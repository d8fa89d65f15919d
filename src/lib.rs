//! # vecnet-prep — Network-Analysis Input Preparation
//!
//! Prepares the inputs a graph-analysis pipeline needs from a topological
//! vector map: maps features to graph nodes, derives a filtered feature
//! selection, and joins per-feature categories against an attribute column
//! to produce a dense node-cost array.
//!
//! ## Design Principles
//!
//! 1. **Trait-first**: `Topology`, `AttributeSource`, and `FeatureSink` are
//!    the contracts between this crate and the vector engine / database
//!    driver / output writer it collaborates with
//! 2. **Clean DTOs**: `Selection`, `NodeBackMap`, `NodeCosts` cross all
//!    boundaries — pure data, no I/O
//! 3. **Three-way selection outcome**: built / evaluation-failed /
//!    not-requested are a tagged enum, never a boolean plus a null
//! 4. **Fatal vs recoverable**: configuration faults (bad layer, unreachable
//!    database) and data faults (failed query, bad expression) are distinct
//!    error kinds — see [`Error::is_fatal`]
//!
//! ## Quick Start
//!
//! ```rust
//! use vecnet_prep::{
//!     MemoryTopology, MemoryAttributeSource, FieldInfo,
//!     build_node_costs, NodeCosts, Topology,
//! };
//!
//! # fn example() -> vecnet_prep::Result<()> {
//! let mut topo = MemoryTopology::new();
//! let n = topo.add_node(1.0, 2.0, 0.0);
//! topo.add_point(n, &[(1, 7)]);
//! topo.link_field(1, FieldInfo::new("sqlite", "map.db", "roads", "cat"));
//!
//! let mut attrs = MemoryAttributeSource::new();
//! attrs.insert("roads", "cost", 7, 0.5);
//!
//! let mut costs = NodeCosts::new(topo.node_count());
//! build_node_costs(&topo, &attrs, 1, "cost", &mut costs)?;
//! assert_eq!(costs.get(n), 500_000);
//! # Ok(())
//! # }
//! # example().unwrap();
//! ```
//!
//! ## Collaborators
//!
//! | Trait | Module | Role |
//! |-------|--------|------|
//! | `Topology` | `topology` | Feature/node read access to the vector map |
//! | `AttributeSource` | `attr` | Bulk category→value fetch from the attribute table |
//! | `FeatureSink` | `output` | Point-feature writing into an output store |
//!
//! Reference in-memory implementations of all three ship with the crate for
//! testing and embedding without the external engine.

// ============================================================================
// Modules
// ============================================================================

pub mod model;
pub mod topology;
pub mod attr;
pub mod select;
pub mod project;
pub mod cost;
pub mod output;

// ============================================================================
// Re-exports: Model (the DTOs)
// ============================================================================

pub use model::{
    FeatureId, NodeId, Category, FeatureKind, CategoryList,
    Selection, NodeBackMap, NodeCosts, COST_SCALE,
};

// ============================================================================
// Re-exports: Collaborator traits and reference implementations
// ============================================================================

pub use topology::{Topology, MemoryTopology};
pub use attr::{
    AttributeSource, FieldInfo, CatValueMap, DriverGuard, MemoryAttributeSource,
};
pub use output::{FeatureSink, Geometry, MemorySink};

// ============================================================================
// Re-exports: Entry points
// ============================================================================

pub use select::{
    resolve_selection, points_by_category, CatRanges, FeatureMask, SelectionOutcome,
};
pub use project::{
    nodes_from_selection, nodes_from_selection_with_backmap, points_to_nodes,
};
pub use cost::build_node_costs;
pub use output::add_point_on_node;

// ============================================================================
// Error Types
// ============================================================================

/// Crate-wide error type.
///
/// Variants fall into three tiers, and callers depend on the tiers staying
/// distinct:
///
/// - **Fatal configuration faults** ([`Error::is_fatal`] returns true):
///   the invocation cannot proceed meaningfully. An invalid layer for a
///   filter, a layer with no linked attribute table, or an unreachable
///   database are environment problems, not data problems.
/// - **Recoverable data faults**: a predicate or category expression that
///   fails to evaluate, or a bulk fetch that fails. Callers may proceed
///   with an empty or default result.
/// - **Access faults**: a feature or node id that does not exist, or a
///   sink write failure — ordinary propagated errors.
///
/// Expected absence (a feature with no category in a layer, a category with
/// no attribute row) is *not* an error at all; those cases resolve by
/// policy (skip, default to zero) inside the operations.
#[derive(Debug, thiserror::Error)]
pub enum Error {
    /// Fatal: a filter was given but the layer cannot carry one.
    #[error("layer must be >= 1 when '{filter}' is given, got {layer}")]
    InvalidLayer { filter: &'static str, layer: i32 },

    /// Fatal: the layer has no attribute table linked to it.
    #[error("no attribute table linked to layer {0}")]
    NoField(i32),

    /// Fatal: the attribute database could not be opened.
    #[error("unable to open database <{database}> by driver <{driver}>")]
    DatabaseOpen { driver: String, database: String },

    /// Recoverable: a predicate evaluation or bulk fetch failed.
    #[error("unable to load data from database: {0}")]
    AttributeQuery(String),

    /// Recoverable: a category expression could not be parsed.
    #[error("invalid category expression '{expr}': {message}")]
    CategoryExpression { expr: String, message: String },

    #[error("feature {0} not found")]
    FeatureNotFound(FeatureId),

    #[error("node {0} not found")]
    NodeNotFound(NodeId),

    #[error("output write failed: {0}")]
    Write(String),
}

impl Error {
    /// True for configuration/environment faults that abort the whole
    /// invocation; false for data faults a caller may recover from.
    pub fn is_fatal(&self) -> bool {
        matches!(
            self,
            Error::InvalidLayer { .. } | Error::NoField(_) | Error::DatabaseOpen { .. }
        )
    }
}

pub type Result<T> = std::result::Result<T, Error>;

# Work item
Starting at the line above that contains "ordinary propagated errors.", write out each line exactly until the line that contains "inside the operations." has been written, and stop there.

# Answer for the task
///   sink write failure — ordinary propagated errors.
///
/// Expected absence (a feature with no category in a layer, a category with
/// no attribute row) is *not* an error at all; those cases resolve by
/// policy (skip, default to zero) inside the operations.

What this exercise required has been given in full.